CATHOLIC school authorities who become aware of children seeking to delay the onset of puberty with hormone blockers need to pursue a pastoral care strategy that was steeped in truth “not by political lobbying”, Perth bioethics director Fr Joseph Parkinson has said.
Fr Parkinson regularly offers advice to parents of children with gender dysphoria and incongruence, and is critical of the current clinical approach to caring for students experiencing distress with their sexuality.
“The current fashion to dress this up as gender incongruence and respond ac- cording to the rhetoric of the LGBTIQ++ lobby is unnecessary and possibly counter-productive in terms of providing sound, long-term support for all children in our care – not just for the few who claim gender incongruence status,” he said.
Fr Parkinson’s comments were in response to an ABC’s Four Corners report into the lives of four young Australians who have chosen to identify as non-binary, meaning they believe they are neither male nor female.
One of those young people was Olivia Purdie, an 11-year-old primary school student from Adelaide who is on puberty blockers to treat her gender dysphoria, which was diagnosed two years ago.
“I am non-binary, which means I have no gender. I am just me,” Olivia said on Four Corners.
At the recommendation of Olivia’s doctors, including a paediatric endocrinologist from the Women’s and Children’s Hospital of South Australia, she is receiving an injection of drugs designed to postpone puberty, including the development of breasts and menstruation.
This treatment was advised in order to alleviate Olivia’s distress with her birth gender and to provide an early intervention of a possible suicide.
“The benefit of a puberty blocker is that it gives a young person time to explore how they express their gender identity,” Olivia’s endocrinologist Dr Jemma Anderson told ABC’s Four Corners.

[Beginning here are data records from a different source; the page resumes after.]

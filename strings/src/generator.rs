//! Deterministic random string generation: composes a [`StringChooser`] and
//! a [`LengthChooser`] over two [`StreamRng`] instances to emit strings over
//! a configured [`Alphabet`].

use benchlog_prng::StreamRng;

use crate::alphabet::Alphabet;
use crate::chooser::{LengthChooser, StringChooser};

/// Rounds `length` up to the next multiple of 4 — content bytes are drawn in
/// 4-byte groups the way the reference implementation does, purely so the
/// fill loop can be unrolled; the result is truncated back to `length`.
fn round_up4(length: u64) -> u64 {
    (length + 3) & !3
}

/// A configured string generator.
///
/// Two [`StreamRng`] instances are involved: `selection` draws the
/// set-chooser's seed (when one is configured), and `content` is seeded from
/// that value and draws the length and raw bytes. When no chooser is
/// configured (`choose_default`), `content` is never reseeded by `generate`
/// and free-runs continuously across calls, so repeated calls never repeat
/// the same keystream.
pub struct Generator {
    alphabet: Alphabet,
    chooser: Option<StringChooser>,
    lengths: LengthChooser,
    selection: StreamRng,
    content: StreamRng,
    buffer: Vec<u8>,
}

impl Generator {
    pub fn new(alphabet: Alphabet, chooser: Option<StringChooser>, lengths: LengthChooser) -> Self {
        let max_len = round_up4(lengths.max()) as usize;
        Generator {
            alphabet,
            chooser,
            lengths,
            selection: StreamRng::new(0),
            content: StreamRng::new(0),
            buffer: vec![0u8; max_len],
        }
    }

    /// Reseed the selection (set-chooser) stream. Per the mandated
    /// reseeding semantics, this never directly reseeds the content stream:
    /// in `choose_default` mode (no chooser configured) the content stream
    /// keeps running untouched, so `seed` has no externally observable
    /// effect on that configuration.
    pub fn seed(&mut self, seed: u64) {
        self.selection.seed(seed);
    }

    /// Produce the next string, or `None` once a `fixed_once` chooser is
    /// exhausted.
    pub fn generate(&mut self) -> Option<&[u8]> {
        if let Some(chooser) = self.chooser.as_mut() {
            if chooser.done() {
                return None;
            }
            let seed = chooser.seed(&mut self.selection);
            self.content.seed(seed);
        }

        let length = self.lengths.length(&mut self.content) as usize;
        let rounded = round_up4(length as u64) as usize;
        if self.buffer.len() < rounded {
            self.buffer.resize(rounded, 0);
        }
        self.content.generate_bytes(&mut self.buffer[..rounded]);
        for byte in self.buffer[..rounded].iter_mut() {
            *byte = self.alphabet.project(*byte);
        }
        Some(&self.buffer[..length])
    }
}
//! Zipf-distributed draws over a virtual set `{0, ..., n-1}`, using the
//! YCSB construction (cached zeta sums, closed-form inverse-CDF sampling).

use crate::stream::StreamRng;

/// Cached parameters for repeated Zipf draws over the same `(n, theta)`.
///
/// Recomputing `zeta(n, theta)` is an O(n) sum; callers that draw many times
/// from the same distribution should build one `ZipfParams` and reuse it,
/// mirroring the caching the original generator performs across calls.
#[derive(Clone, Copy, Debug)]
pub struct ZipfParams {
    n: u64,
    theta: f64,
    zeta_n: f64,
    zeta_2: f64,
    eta: f64,
    alpha: f64,
}

fn zeta(n: u64, theta: f64) -> f64 {
    (0..n).map(|i| 1.0 / (i as f64 + 1.0).powf(theta)).sum()
}

impl ZipfParams {
    /// Build the cached parameters for a Zipf distribution over `n` items
    /// with skew `theta` (`0 < theta < 1`).
    pub fn new(n: u64, theta: f64) -> Self {
        let zeta_n = zeta(n, theta);
        let zeta_2 = zeta(2.min(n).max(1), theta);
        let eta = (1.0 - (2.0 / n as f64).powf(1.0 - theta)) / (1.0 - zeta_2 / zeta_n);
        let alpha = 1.0 / (1.0 - theta);
        ZipfParams {
            n,
            theta,
            zeta_n,
            zeta_2,
            eta,
            alpha,
        }
    }

    /// Rebuild only if `(n, theta)` differ from the cached parameters,
    /// otherwise return `self` unchanged (the cache-reuse behavior this type
    /// exists for).
    pub fn refresh(self, n: u64, theta: f64) -> Self {
        if self.n == n && self.theta == theta {
            self
        } else {
            Self::new(n, theta)
        }
    }

    /// Draw one Zipf-distributed index in `[0, n)` using `rng`.
    pub fn draw(&self, rng: &mut StreamRng) -> u64 {
        let u = rng.generate_double();
        if u * self.zeta_n < 1.0 {
            return 0;
        }
        if u * self.zeta_n < 1.0 + 2f64.powf(-self.theta) {
            return 1;
        }
        let idx = (self.n as f64) * (self.eta * u - self.eta + 1.0).powf(self.alpha);
        (idx as u64).min(self.n.saturating_sub(1))
    }
}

But Fr Parkinson said there were no credible studies showing the long-term effects of using hormone suppression treatments, including whether a child was less likely to suicide when given puberty blockers.

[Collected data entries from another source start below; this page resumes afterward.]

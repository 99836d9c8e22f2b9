use std::io;

use benchlog_codec::CodecError;
use thiserror::Error;

#[derive(Debug, Error)]
pub enum LogError {
    #[error("io error: {0}")]
    Io(#[from] io::Error),
    #[error("malformed log file: {0}")]
    Malformed(String),
    #[error("unknown unit byte: {0}")]
    UnknownUnit(u8),
    #[error("unknown precision byte: {0}")]
    UnknownPrecision(u8),
    #[error("cannot convert from {from:?} to {to:?}: units are not compatible")]
    IncompatibleUnits { from: crate::schema::Unit, to: crate::schema::Unit },
    #[error("no series named {0:?}")]
    SeriesNotFound(String),
    #[error("duplicate series name {0:?}")]
    DuplicateSeriesName(String),
    #[error("series name {0:?} is longer than 64 bytes")]
    SeriesNameTooLong(String),
    #[error(transparent)]
    Codec(#[from] CodecError),
}
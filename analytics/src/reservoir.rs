//! Reservoir sampling (Algorithm R) over a series' points, seeded from a
//! stable hash of the series' identity rather than a pointer address — the
//! iterator itself has no stable address in safe Rust, and reusing a raw
//! pointer would also make the sample depend on allocator behavior rather
//! than which series is being sampled.

use std::collections::hash_map::DefaultHasher;
use std::hash::{Hash, Hasher};

use benchlog_log::{DataIterator, DataPoint};
use benchlog_prng::StreamRng;

use crate::error::AnalyticsError;

/// A deterministic seed derived from a series' name, for callers that want
/// reproducible sampling without tracking their own seed.
pub fn stable_seed(series_name: &str) -> u64 {
    let mut hasher = DefaultHasher::new();
    series_name.hash(&mut hasher);
    hasher.finish()
}

/// The result of sampling up to `capacity` points from a series: the sample
/// itself (`k <= capacity` points, `k == n` if the series has at most
/// `capacity` points) and `n`, the total number of points seen.
pub struct Sample {
    pub points: Vec<DataPoint>,
    pub n: u64,
}

/// Draw a reservoir sample of up to `capacity` points from `it`, consuming
/// it to end of stream.
pub fn sample(it: &mut dyn DataIterator, capacity: usize, seed: u64) -> Result<Sample, AnalyticsError> {
    let mut rng = StreamRng::new(seed);
    let mut points = Vec::with_capacity(capacity);
    let mut n = 0u64;

    while it.valid()? {
        let point = it.read();
        it.advance();

        if points.len() < capacity {
            points.push(point);
        } else {
            let idx = (rng.generate_double() * n as f64) as usize;
            if idx < capacity {
                points[idx] = point;
            }
        }

        n += 1;
    }

    Ok(Sample { points, n })
}
//! Streaming analytics over measurement logs: CDFs, dense time-series
//! bucketing, reservoir sampling, streaming percentile estimation, online
//! summary statistics, and paired significance testing.

pub mod cdf;
pub mod error;
pub mod percentile;
pub mod reservoir;
pub mod summary;
pub mod timeseries;
pub mod ttest;

pub use cdf::{cdf, CdfPoint};
pub use error::AnalyticsError;
pub use percentile::percentile;
pub use reservoir::{sample, stable_seed, Sample};
pub use summary::{summarize, Summary};
pub use timeseries::{timeseries, TimeseriesPoint};
pub use ttest::{t_test, Difference};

Studies that did claim such treatments lessened the likelihood of suicide were usually methodologically weak, he said.
“Medical practitioners, even those who advocate use of hormonal treatment, recognise that we have no real idea of the long-term effects it may have,” Fr Parkinson said.
“A few short-term trials have been published, but these also report mixed results: hormonal treatment often doesn’t alleviate gender dysphoria in the long run, nor reduce the effects of coinciding psychological pathologies.
“The claim is often made that hormonal treatment, by offering the child reassurance about the direction of their future body morphology, reduces the risk of suicide among gender incongruence children or, more popularly, if we don’t give the treatment the child is more likely to suicide.
“There are virtually no reliable data to support this claim.”
He said Catholic schools needed to await “future sound results” of longitudinal studies into the effects of medical treatments on children with gender anxieties, including the use of puberty blockers, and avoid the gender affirmation approaches of LGBTQI lobbyists.
This is consistent with Fr Parkinson’s 2014 research paper titled Pastoral Care for School Students who Experience Same-Sex Attraction, which concluded: “Schools must not blindly affirm a student’s felt same-sex orientation, but should provide excellent pastoral care designed to both support and challenge the student to ongoing growth.”
“Catholic education will be led forward over time by future sound results of reliable research into these questions – it would be at best premature, at worst irresponsible to allow our long-standing ethic of care for children to be derailed by what may well prove to be a temporary social phenomenon,” Fr Parkinson said.
“We must be led forward by the truth, not by political lobbying.”